--- START ---
//! mIRC-style formatting helpers: `{name}` token substitution, plain-text
//! extraction, and raw control-code stripping.
//!
//! Control byte table matches [`crate::validation::FORMAT_CONTROL_CHARS`].

/// Bold (`\x02`).
pub const BOLD: char = '\x02';
/// Colour introducer (`\x03`).
pub const COLOR: char = '\x03';
/// Italic (`\x1d`).
pub const ITALIC: char = '\x1d';
/// Reset all formatting (`\x0f`).
pub const RESET: char = '\x0f';
/// Reverse/inverse video (`\x16`).
pub const REVERSE: char = '\x16';
/// Underline (`\x1f`).
pub const UNDERLINE: char = '\x1f';

/// mIRC colour palette, index = colour code (`\x03` + two-digit code).
const PALETTE: &[&str] = &[
    "white", "black", "blue", "green", "red", "brown", "purple", "orange", "yellow", "lightgreen",
    "cyan", "lightcyan", "lightblue", "pink", "grey", "silver",
];

fn color_code(name: &str) -> Option<u8> {
    PALETTE.iter().position(|n| *n == name).map(|i| i as u8)
}

/// Replace `{name}` formatting tokens with their mIRC control byte sequence.
///
/// Known tokens: the 16-colour palette names, `bold`, `italic`, `reset` (also
/// spelled `c`/`clear`), `reverse`, `underline`. A `{fg,bg}` pair maps to
/// `\x03FG,BG`. Unknown tokens are left verbatim (braces included).
pub fn fmt(input: &str) -> String {
    let mut out = String::with_capacity(input.len());
    let mut rest = input;

    while let Some(open) = rest.find('{') {
        out.push_str(&rest[..open]);
        let after = &rest[open + 1..];
        let Some(close) = after.find('}') else {
            out.push_str(&rest[open..]);
            rest = "";
            break;
        };
        let token = &after[..close];
        rest = &after[close + 1..];

        if let Some(rendered) = render_token(token) {
            out.push_str(&rendered);
        } else {
            out.push('{');
            out.push_str(token);
            out.push('}');
        }
    }
    out.push_str(rest);
    out
}

fn render_token(token: &str) -> Option<String> {
    if let Some((fg, bg)) = token.split_once(',') {
        let fg = color_code(fg)?;
        let bg = color_code(bg)?;
        return Some(format!("{COLOR}{:02},{:02}", fg, bg));
    }

    match token {
        "bold" => Some(BOLD.to_string()),
        "italic" => Some(ITALIC.to_string()),
        "reset" => Some(RESET.to_string()),
        "c" | "clear" => Some(COLOR.to_string()),
        "reverse" => Some(REVERSE.to_string()),
        "underline" => Some(UNDERLINE.to_string()),
        name => color_code(name).map(|code| format!("{COLOR}{:02}", code)),
    }
}

/// Drop `{name}` formatting tokens, leaving the surrounding plain text.
pub fn trim_fmt(input: &str) -> String {
    let mut out = String::with_capacity(input.len());
    let mut rest = input;

    while let Some(open) = rest.find('{') {
        out.push_str(&rest[..open]);
        let after = &rest[open + 1..];
        let Some(close) = after.find('}') else {
            out.push_str(&rest[open..]);
            rest = "";
            break;
        };
        let token = &after[..close];
        rest = &after[close + 1..];

        if render_token(token).is_none() {
            out.push('{');
            out.push_str(token);
            out.push('}');
        }
    }
    out.push_str(rest);
    out
}

/// Strip raw mIRC control bytes (and colour-code digit runs) from a string,
/// leaving plain text. Unlike [`trim_fmt`], this operates on already-rendered
/// wire text, not `{name}` tokens.
pub fn strip_raw(input: &str) -> String {
    let mut out = String::with_capacity(input.len());
    let mut chars = input.chars().peekable();

    while let Some(c) = chars.next() {
        match c {
            COLOR => {
                // Consume up to two digits, an optional ",NN" pair.
                for _ in 0..2 {
                    if chars.peek().is_some_and(|d| d.is_ascii_digit()) {
                        chars.next();
                    }
                }
                if chars.peek() == Some(&',') {
                    let mut lookahead = chars.clone();
                    lookahead.next();
                    if lookahead.peek().is_some_and(|d| d.is_ascii_digit()) {
                        chars.next();
                        for _ in 0..2 {
                            if chars.peek().is_some_and(|d| d.is_ascii_digit()) {
                                chars.next();
                            }
                        }
                    }
                }
            }
            BOLD | ITALIC | RESET | REVERSE | UNDERLINE | '\x04' | '\x11' => {}
            c => out.push(c),
        }
    }
    out
}

/// Case-sensitive glob match where `*` matches any (possibly empty) run.
pub fn glob_match(pattern: &str, text: &str) -> bool {
    let pat: Vec<char> = pattern.chars().collect();
    let txt: Vec<char> = text.chars().collect();
    glob_rec(&pat, &txt)
}

fn glob_rec(pat: &[char], txt: &[char]) -> bool {
    match pat.first() {
        None => txt.is_empty(),
        Some('*') => {
            let rest = &pat[1..];
            if glob_rec(rest, txt) {
                return true;
            }
            !txt.is_empty() && glob_rec(pat, &txt[1..])
        }
        Some(&p) => !txt.is_empty() && txt[0] == p && glob_rec(&pat[1..], &txt[1..]),
    }
}
//! Internal handlers wiring server traffic into the [`crate::tracker::Tracker`],
//! the keepalive clock, nickname collision policy (§4.6), and the built-in
//! CTCP replies — all registered in the handler registry's internal bag so
//! `Registry::clear_all` never disturbs them.

use std::sync::Arc;

use crate::command::Cmd;
use crate::handler::ctcp::CtcpRegistry;
use crate::handler::{Registry, WILDCARD};
use crate::message::Message;

use super::Shared;

/// Register every library-owned handler against `registry` and `ctcp`.
pub(crate) fn install(registry: &mut Registry, ctcp: &mut CtcpRegistry, shared: &Arc<Shared>) {
    if !shared.config.disable_tracking {
        let tracker_shared = shared.clone();
        registry.add_internal(WILDCARD, move |msg| {
            let (actions, kind) = tracker_shared.tracker.write().unwrap().apply(msg);
            if let Some(kind) = kind {
                tracker_shared.notify(kind);
            }
            for action in actions {
                tracker_shared.send(action);
            }
        });
    }

    let ping_shared = shared.clone();
    registry.add_internal("PING", move |msg| {
        let token = msg
            .trailing
            .clone()
            .or_else(|| msg.params.first().cloned())
            .unwrap_or_default();
        ping_shared.send(Cmd::pong(&token));
    });

    let pong_shared = shared.clone();
    registry.add_internal("PONG", move |_msg| {
        pong_shared.record_pong();
    });

    for numeric in ["433", "436", "437"] {
        let collide_shared = shared.clone();
        registry.add_internal(numeric, move |msg| {
            handle_nick_collision(&collide_shared, msg);
        });
    }

    install_ctcp(ctcp, shared);
}

fn handle_nick_collision(shared: &Arc<Shared>, msg: &Message) {
    let Some(attempted) = msg.params.get(1) else {
        return;
    };
    let replacement = match &shared.config.handle_nick_collide {
        Some(callback) => callback(attempted),
        None => format!("{attempted}_"),
    };
    if replacement.is_empty() {
        return;
    }
    shared.set_desired_nick(replacement.clone());
    if let Ok(nick_msg) = Cmd::nick(&replacement) {
        shared.send(nick_msg);
    }
}

fn install_ctcp(ctcp: &mut CtcpRegistry, shared: &Arc<Shared>) {
    let s = shared.clone();
    ctcp.set("VERSION", move |msg, _| {
        reply(&s, msg, "VERSION", Some(&s.config.version));
    });

    let s = shared.clone();
    ctcp.set("CLIENTINFO", move |msg, _| {
        reply(&s, msg, "CLIENTINFO", Some(&s.config.client_info));
    });

    let s = shared.clone();
    ctcp.set("USERINFO", move |msg, _| {
        reply(&s, msg, "USERINFO", Some(&s.config.user_info));
    });

    let s = shared.clone();
    ctcp.set("FINGER", move |msg, _| {
        reply(&s, msg, "FINGER", Some(&s.config.finger));
    });

    let s = shared.clone();
    ctcp.set("SOURCE", move |msg, _| {
        reply(&s, msg, "SOURCE", Some(&s.config.source));
    });

    let s = shared.clone();
    ctcp.set("PING", move |msg, ctcp| {
        reply(&s, msg, "PING", ctcp.arg.as_deref());
    });

    let s = shared.clone();
    ctcp.set("TIME", move |msg, _| {
        let now = chrono::Utc::now().to_rfc2822();
        reply(&s, msg, "TIME", Some(&now));
    });
}

fn reply(shared: &Arc<Shared>, msg: &Message, verb: &str, arg: Option<&str>) {
    let Some(source) = &msg.source else {
        return;
    };
    if let Ok(reply) = Cmd::send_ctcp_reply(&source.name, verb, arg) {
        shared.send(reply);
    }
}
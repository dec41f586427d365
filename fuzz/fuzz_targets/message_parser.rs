//! Fuzz target for IRC message parsing
//!
//! Feeds the parser arbitrary bytes and checks it never panics, and that
//! anything it does accept survives a round trip through `sanitize`/`to_wire`.

#![no_main]

use libfuzzer_sys::fuzz_target;
use std::str;

fuzz_target!(|data: &[u8]| {
    // Only fuzz valid UTF-8 strings to focus on protocol-level issues
    if let Ok(input) = str::from_utf8(data) {
        // Skip empty inputs and very long inputs (over 512 bytes is unusual for IRC)
        if input.is_empty() || input.len() > 512 {
            return;
        }

        // Test message parsing - should never panic
        if let Ok(mut message) = ircflow::Message::parse(input) {
            message.sanitize();
            let _ = message.to_wire();
        }
    }
});
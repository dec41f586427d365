//! Parse a wire line into an owned [`Message`].

use super::nom_parser::ParsedMessage;
use super::tags;
use super::Message;
use crate::error::MessageParseError;
use crate::prefix::Source;

impl Message {
    /// Parse a single IRC wire line (without its trailing `\r\n`, though a
    /// trailing `\r`, `\n`, or `\r\n` is tolerated and stripped).
    pub fn parse(line: &str) -> Result<Message, MessageParseError> {
        if line.is_empty() {
            return Err(MessageParseError::EmptyMessage);
        }

        let trimmed = line.trim_end_matches(['\r', '\n']);

        let parsed = ParsedMessage::parse(trimmed).map_err(|_| MessageParseError::MissingCommand)?;

        let tags = match parsed.tags {
            Some(raw) => tags::parse_tags(raw)?,
            None => Vec::new(),
        };

        let source = match parsed.prefix {
            Some("") => return Err(MessageParseError::EmptySource),
            Some(raw) => Some(Source::parse(raw)),
            None => None,
        };

        if !is_valid_command_token(parsed.command) {
            return Err(MessageParseError::InvalidCommand(
                parsed.command.to_string(),
            ));
        }

        let mut params: Vec<String> = parsed.params.iter().map(|p| p.to_string()).collect();
        let mut trailing = None;
        let mut empty_trailing = false;
        if parsed.had_trailing {
            let last = params.pop().unwrap_or_default();
            empty_trailing = last.is_empty();
            trailing = Some(last);
        }

        Ok(Message {
            tags,
            source,
            command: parsed.command.to_uppercase(),
            params,
            trailing,
            empty_trailing,
            sensitive: is_sensitive_command(parsed.command),
            echo: false,
            raw: Some(line.to_string()),
        })
    }
}

fn is_valid_command_token(command: &str) -> bool {
    if command.is_empty() {
        return false;
    }
    if command.chars().all(|c| c.is_ascii_alphabetic()) {
        return true;
    }
    command.len() == 3 && command.chars().all(|c| c.is_ascii_digit())
}

fn is_sensitive_command(command: &str) -> bool {
    matches!(
        command.to_ascii_uppercase().as_str(),
        "PASS" | "AUTHENTICATE" | "OPER"
    )
}

#[cfg(test)]
mod tests {
    use super::*;

    #[test]
    fn parses_simple_privmsg() {
        let m = Message::parse("PRIVMSG #channel :Hello, world!").unwrap();
        assert_eq!(m.command, "PRIVMSG");
        assert_eq!(m.params, vec!["#channel"]);
        assert_eq!(m.trailing.as_deref(), Some("Hello, world!"));
    }

    #[test]
    fn parses_source_and_tags() {
        let m = Message::parse("@time=2023-01-01T00:00:00Z;msgid=abc :nick!u@h PRIVMSG #ch :hi")
            .unwrap();
        assert_eq!(m.tags.len(), 2);
        let source = m.source.unwrap();
        assert_eq!(source.name, "nick");
        assert_eq!(source.user.as_deref(), Some("u"));
        assert_eq!(source.host.as_deref(), Some("h"));
        assert_eq!(m.trailing.as_deref(), Some("hi"));
    }

    #[test]
    fn parses_numeric_command() {
        let m = Message::parse(":server 001 nick :Welcome").unwrap();
        assert_eq!(m.command, "001");
        assert_eq!(m.params, vec!["nick"]);
    }

    #[test]
    fn rejects_empty_line() {
        assert_eq!(Message::parse(""), Err(MessageParseError::EmptyMessage));
    }

    #[test]
    fn rejects_empty_source() {
        assert_eq!(
            Message::parse(": PRIVMSG #ch :hi"),
            Err(MessageParseError::EmptySource)
        );
    }

    #[test]
    fn rejects_malformed_command_token() {
        assert!(matches!(
            Message::parse("12 foo"),
            Err(MessageParseError::InvalidCommand(_))
        ));
    }

    #[test]
    fn empty_trailing_param_is_distinct_from_absent() {
        let m = Message::parse("PRIVMSG #channel :").unwrap();
        assert_eq!(m.trailing.as_deref(), Some(""));
        assert!(m.empty_trailing);

        let m2 = Message::parse("JOIN #channel").unwrap();
        assert!(m2.trailing.is_none());
    }

    #[test]
    fn marks_pass_as_sensitive() {
        let m = Message::parse("PASS hunter2").unwrap();
        assert!(m.sensitive);
    }

    #[test]
    fn tolerates_trailing_crlf() {
        let m = Message::parse("PING :server\r\n").unwrap();
        assert_eq!(m.command, "PING");
        assert_eq!(m.trailing.as_deref(), Some("server"));
    }
}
--- END ---
(BRIEF):
Search the entries for the word "last", then copy every line in which it is found.

(WRITTEN RESPONSE):
            let last = params.pop().unwrap_or_default();
            empty_trailing = last.is_empty();
            trailing = Some(last);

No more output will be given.